[[ DATA FOR THIS TASK, beginning ]]

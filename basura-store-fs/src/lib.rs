//! Filesystem adapters: the backing spreadsheet and the persisted model artifact.
//!
//! Both write through a sibling temporary file and a rename, so readers never observe a
//! half-written file.

use std::ffi::{OsStr, OsString};
use std::io::ErrorKind;
use std::path::{Path, PathBuf};

use async_trait::async_trait;
use tokio::fs;
use tokio::sync::RwLock;
use tracing::{debug, info, warn};

use basura_core::{
    lifecycle::TrainedModel,
    ports::{CoreError, DatasetSource, ModelStore, SheetFile},
};

/// Path of the temporary file used while writing `path`.
fn staging_path(path: &Path) -> PathBuf {
    let mut name = OsString::from(".");
    name.push(path.file_name().unwrap_or_default());
    name.push(".tmp");
    path.with_file_name(name)
}

/// Replace `path` with `bytes` via a temporary sibling file.
async fn write_atomically(path: &Path, bytes: &[u8]) -> Result<(), CoreError> {
    if let Some(parent) = path.parent().filter(|parent| !parent.as_os_str().is_empty()) {
        fs::create_dir_all(parent).await?;
    }
    let staging = staging_path(path);
    fs::write(&staging, bytes).await?;
    if let Err(err) = fs::rename(&staging, path).await {
        // Best effort; the rename error is the one worth reporting.
        let _removed = fs::remove_file(&staging).await;
        return Err(err.into());
    }
    Ok(())
}

/// Path of the file recording which spreadsheet replaced `configured`.
fn pointer_path(configured: &Path) -> PathBuf {
    let mut name = OsString::from(".");
    name.push(configured.file_name().unwrap_or_default());
    name.push(".current");
    configured.with_file_name(name)
}

/// The backing spreadsheet on local disk.
///
/// Uploads are stored next to the configured file under the same stem with the upload's
/// extension, so `dataset.xlsx` may become `dataset.csv`. The name of the file in use is
/// recorded in a hidden `.<name>.current` sibling, so a restart with the same configured
/// path finds the most recent upload.
#[derive(Debug)]
pub struct FsDatasetSource {
    configured: PathBuf,
    current: RwLock<Option<PathBuf>>,
}

impl FsDatasetSource {
    /// Serve the spreadsheet at `path`, or the upload that last replaced it.
    #[must_use]
    pub fn new<P: Into<PathBuf>>(path: P) -> Self {
        Self {
            configured: path.into(),
            current: RwLock::new(None),
        }
    }

    /// Path of the spreadsheet currently served.
    ///
    /// # Errors
    ///
    /// Returns [`CoreError::Io`] when the pointer file exists but cannot be read.
    pub async fn path(&self) -> Result<PathBuf, CoreError> {
        if let Some(path) = self.current.read().await.as_ref() {
            return Ok(path.clone());
        }
        let mut current = self.current.write().await;
        if let Some(path) = current.as_ref() {
            return Ok(path.clone());
        }
        let path = self.recorded_path().await?;
        *current = Some(path.clone());
        Ok(path)
    }

    /// Follow the pointer file, falling back to the configured path.
    async fn recorded_path(&self) -> Result<PathBuf, CoreError> {
        let pointer = pointer_path(&self.configured);
        let recorded = match fs::read_to_string(&pointer).await {
            Ok(recorded) => recorded,
            Err(err) if err.kind() == ErrorKind::NotFound => return Ok(self.configured.clone()),
            Err(err) => return Err(err.into()),
        };
        let name = recorded.trim();
        // Only a bare sibling file name is honoured.
        if name.is_empty() || Path::new(name).file_name() != Some(OsStr::new(name)) {
            warn!(pointer = %pointer.display(), "ignoring malformed dataset pointer");
            return Ok(self.configured.clone());
        }
        Ok(self.configured.with_file_name(name))
    }
}

#[async_trait]
impl DatasetSource for FsDatasetSource {
    async fn read(&self) -> Result<SheetFile, CoreError> {
        let path = self.path().await?;
        let bytes = fs::read(&path).await?;
        let file_name = path
            .file_name()
            .map(|name| name.to_string_lossy().into_owned())
            .unwrap_or_default();
        debug!(path = %path.display(), bytes = bytes.len(), "read dataset");
        Ok(SheetFile::new(file_name, bytes))
    }

    async fn replace(&self, sheet: SheetFile) -> Result<(), CoreError> {
        let extension = sheet.extension();
        if extension.is_empty() {
            return Err(CoreError::UnsupportedFormat(sheet.file_name));
        }

        let mut current = self.current.write().await;
        let previous = match current.as_ref() {
            Some(path) => path.clone(),
            None => self.recorded_path().await?,
        };
        let target = self.configured.with_extension(&extension);
        write_atomically(&target, &sheet.bytes).await?;

        let target_name = target
            .file_name()
            .map(|name| name.to_string_lossy().into_owned())
            .unwrap_or_default();
        write_atomically(&pointer_path(&self.configured), target_name.as_bytes()).await?;

        if target != previous {
            // The previous file would otherwise linger under a different extension.
            match fs::remove_file(&previous).await {
                Ok(()) => {}
                Err(err) if err.kind() == ErrorKind::NotFound => {}
                Err(err) => return Err(err.into()),
            }
        }
        info!(path = %target.display(), upload = %sheet.file_name, "stored dataset");
        *current = Some(target);
        Ok(())
    }
}

/// Model artifact stored as JSON.
#[derive(Debug, Clone)]
pub struct JsonModelStore {
    path: PathBuf,
}

impl JsonModelStore {
    /// Persist the model at `path`.
    #[must_use]
    pub fn new<P: Into<PathBuf>>(path: P) -> Self {
        Self { path: path.into() }
    }

    /// Artifact location.
    #[must_use]
    pub fn path(&self) -> &Path {
        &self.path
    }
}

#[async_trait]
impl ModelStore for JsonModelStore {
    async fn load(&self) -> Result<Option<TrainedModel>, CoreError> {
        let bytes = match fs::read(&self.path).await {
            Ok(bytes) => bytes,
            Err(err) if err.kind() == ErrorKind::NotFound => return Ok(None),
            Err(err) => return Err(err.into()),
        };
        let model = serde_json::from_slice(&bytes).map_err(|err| {
            CoreError::Artifact(format!("decoding {}: {err}", self.path.display()))
        })?;
        debug!(path = %self.path.display(), "loaded model artifact");
        Ok(Some(model))
    }

    async fn save(&self, model: &TrainedModel) -> Result<(), CoreError> {
        let bytes = serde_json::to_vec_pretty(model)
            .map_err(|err| CoreError::Artifact(format!("encoding model: {err}")))?;
        write_atomically(&self.path, &bytes).await?;
        debug!(path = %self.path.display(), bytes = bytes.len(), "saved model artifact");
        Ok(())
    }
}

[[ DATA FOR THIS TASK, end ]]

▸ TASK DETAILS
Your output should be an exact copy of the lines from the top of the listing above to the line with "with the upload's", both ends included.

▸ TASK ANSWER
filename basura-store-fs/src/lib.rs
//! Filesystem adapters: the backing spreadsheet and the persisted model artifact.
//!
//! Both write through a sibling temporary file and a rename, so readers never observe a
//! half-written file.

use std::ffi::{OsStr, OsString};
use std::io::ErrorKind;
use std::path::{Path, PathBuf};

use async_trait::async_trait;
use tokio::fs;
use tokio::sync::RwLock;
use tracing::{debug, info, warn};

use basura_core::{
    lifecycle::TrainedModel,
    ports::{CoreError, DatasetSource, ModelStore, SheetFile},
};

/// Path of the temporary file used while writing `path`.
fn staging_path(path: &Path) -> PathBuf {
    let mut name = OsString::from(".");
    name.push(path.file_name().unwrap_or_default());
    name.push(".tmp");
    path.with_file_name(name)
}

/// Replace `path` with `bytes` via a temporary sibling file.
async fn write_atomically(path: &Path, bytes: &[u8]) -> Result<(), CoreError> {
    if let Some(parent) = path.parent().filter(|parent| !parent.as_os_str().is_empty()) {
        fs::create_dir_all(parent).await?;
    }
    let staging = staging_path(path);
    fs::write(&staging, bytes).await?;
    if let Err(err) = fs::rename(&staging, path).await {
        // Best effort; the rename error is the one worth reporting.
        let _removed = fs::remove_file(&staging).await;
        return Err(err.into());
    }
    Ok(())
}

/// Path of the file recording which spreadsheet replaced `configured`.
fn pointer_path(configured: &Path) -> PathBuf {
    let mut name = OsString::from(".");
    name.push(configured.file_name().unwrap_or_default());
    name.push(".current");
    configured.with_file_name(name)
}

/// The backing spreadsheet on local disk.
///
/// Uploads are stored next to the configured file under the same stem with the upload's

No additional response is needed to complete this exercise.